A large housing association estate makes up part of the East Chesterton area.

A local board of health (urban sanitary district) was formed for Chesterton in 1880, becoming Chesterton urban district under the Local Government Act 1894. This was abolished in 1912, with the urban area becoming part of the municipal borough of Cambridge, and the larger but less populous rural part forming part of the Milton parish.

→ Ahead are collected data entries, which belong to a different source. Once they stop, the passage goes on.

//! Support chat
//!
//! Sessions with a scripted bot. Replies are drawn from keyword-matched
//! template lists; messages matching the crisis list get a fixed crisis
//! reply and raise an alert.

pub mod responder;
pub mod service;
pub mod types;

pub use responder::{extract_keywords, BotReply, ResponseGenerator};
pub use service::ChatService;
pub use types::*;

In 1921 the parish had a population of 11,611. On 1 April 1923 the parish was abolished and merged with Cambridge.

Buses run seven times an hour to Cambridge city centre and six times an hour to each of Milton and Addenbrooke's Hospital.

Milton Road (the A1309 and A1134) is the major arterial road through Chesterton, linking the centre of Cambridge to the southwest with the A14 road to the northeast.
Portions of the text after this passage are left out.